Your instructions
Report all lines in the records that hold the string "Uuid".

Collected data
○ ○ ○
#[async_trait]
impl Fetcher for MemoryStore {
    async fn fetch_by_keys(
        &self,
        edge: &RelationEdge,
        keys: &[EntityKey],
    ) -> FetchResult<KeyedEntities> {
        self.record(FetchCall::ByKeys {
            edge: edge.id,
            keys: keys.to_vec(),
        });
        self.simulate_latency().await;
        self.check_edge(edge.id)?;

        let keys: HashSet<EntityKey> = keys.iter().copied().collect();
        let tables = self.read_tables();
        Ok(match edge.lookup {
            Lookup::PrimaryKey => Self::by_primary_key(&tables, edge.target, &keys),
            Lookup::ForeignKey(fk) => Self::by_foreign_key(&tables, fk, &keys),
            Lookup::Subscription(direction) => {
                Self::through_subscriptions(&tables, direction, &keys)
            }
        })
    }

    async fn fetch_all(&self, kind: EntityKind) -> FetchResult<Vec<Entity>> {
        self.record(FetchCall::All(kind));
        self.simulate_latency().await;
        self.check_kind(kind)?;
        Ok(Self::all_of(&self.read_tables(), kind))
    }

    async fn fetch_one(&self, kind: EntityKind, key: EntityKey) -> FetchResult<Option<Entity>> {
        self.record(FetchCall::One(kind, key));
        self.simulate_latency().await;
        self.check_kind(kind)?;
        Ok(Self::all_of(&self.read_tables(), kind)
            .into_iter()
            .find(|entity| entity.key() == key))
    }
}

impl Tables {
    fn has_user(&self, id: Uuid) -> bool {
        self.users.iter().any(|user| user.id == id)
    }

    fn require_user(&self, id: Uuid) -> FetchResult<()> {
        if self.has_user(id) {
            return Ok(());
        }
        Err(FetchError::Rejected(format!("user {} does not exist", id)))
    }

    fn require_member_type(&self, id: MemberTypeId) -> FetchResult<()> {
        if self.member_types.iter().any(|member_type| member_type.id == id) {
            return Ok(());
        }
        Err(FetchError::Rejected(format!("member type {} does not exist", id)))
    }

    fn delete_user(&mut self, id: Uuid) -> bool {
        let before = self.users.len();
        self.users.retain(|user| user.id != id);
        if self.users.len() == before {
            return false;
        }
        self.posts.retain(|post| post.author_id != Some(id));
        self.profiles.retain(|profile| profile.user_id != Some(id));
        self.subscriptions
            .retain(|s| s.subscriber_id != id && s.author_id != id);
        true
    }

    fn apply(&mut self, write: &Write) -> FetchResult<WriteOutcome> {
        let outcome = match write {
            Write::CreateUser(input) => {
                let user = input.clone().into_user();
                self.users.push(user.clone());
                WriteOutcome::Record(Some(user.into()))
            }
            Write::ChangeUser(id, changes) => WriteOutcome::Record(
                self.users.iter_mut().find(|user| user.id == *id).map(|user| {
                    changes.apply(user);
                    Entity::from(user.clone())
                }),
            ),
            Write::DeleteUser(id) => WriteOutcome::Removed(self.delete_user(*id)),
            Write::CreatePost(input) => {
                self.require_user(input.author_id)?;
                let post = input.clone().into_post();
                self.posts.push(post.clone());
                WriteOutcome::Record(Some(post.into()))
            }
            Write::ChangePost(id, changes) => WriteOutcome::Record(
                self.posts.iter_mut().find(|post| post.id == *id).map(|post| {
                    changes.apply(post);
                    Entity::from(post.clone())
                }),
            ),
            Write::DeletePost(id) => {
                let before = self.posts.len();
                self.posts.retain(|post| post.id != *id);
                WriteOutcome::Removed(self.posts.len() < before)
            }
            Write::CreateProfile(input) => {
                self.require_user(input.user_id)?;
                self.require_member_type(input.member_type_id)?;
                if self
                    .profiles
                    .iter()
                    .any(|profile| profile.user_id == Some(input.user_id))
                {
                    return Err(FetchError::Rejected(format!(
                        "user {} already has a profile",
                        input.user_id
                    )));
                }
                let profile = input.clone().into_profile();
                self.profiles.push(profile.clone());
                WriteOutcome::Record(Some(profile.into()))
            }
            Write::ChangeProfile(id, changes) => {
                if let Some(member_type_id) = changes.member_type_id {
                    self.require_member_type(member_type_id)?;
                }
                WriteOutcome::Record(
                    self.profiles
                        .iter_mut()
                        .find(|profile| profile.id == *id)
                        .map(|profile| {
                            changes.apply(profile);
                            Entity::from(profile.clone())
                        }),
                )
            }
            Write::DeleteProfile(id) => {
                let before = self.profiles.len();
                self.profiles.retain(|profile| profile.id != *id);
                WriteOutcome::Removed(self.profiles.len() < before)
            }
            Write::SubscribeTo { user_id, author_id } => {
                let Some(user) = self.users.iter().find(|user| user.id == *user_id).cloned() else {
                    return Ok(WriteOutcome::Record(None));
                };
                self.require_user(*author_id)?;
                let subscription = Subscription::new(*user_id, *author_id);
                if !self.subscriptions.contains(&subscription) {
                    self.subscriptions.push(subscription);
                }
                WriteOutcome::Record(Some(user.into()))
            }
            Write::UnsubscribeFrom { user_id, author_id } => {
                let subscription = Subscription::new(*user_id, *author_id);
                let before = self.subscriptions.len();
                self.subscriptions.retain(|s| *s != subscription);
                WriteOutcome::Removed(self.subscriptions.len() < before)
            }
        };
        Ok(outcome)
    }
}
○ ○ ○
Result
    fn has_user(&self, id: Uuid) -> bool {
    fn require_user(&self, id: Uuid) -> FetchResult<()> {
    fn delete_user(&mut self, id: Uuid) -> bool {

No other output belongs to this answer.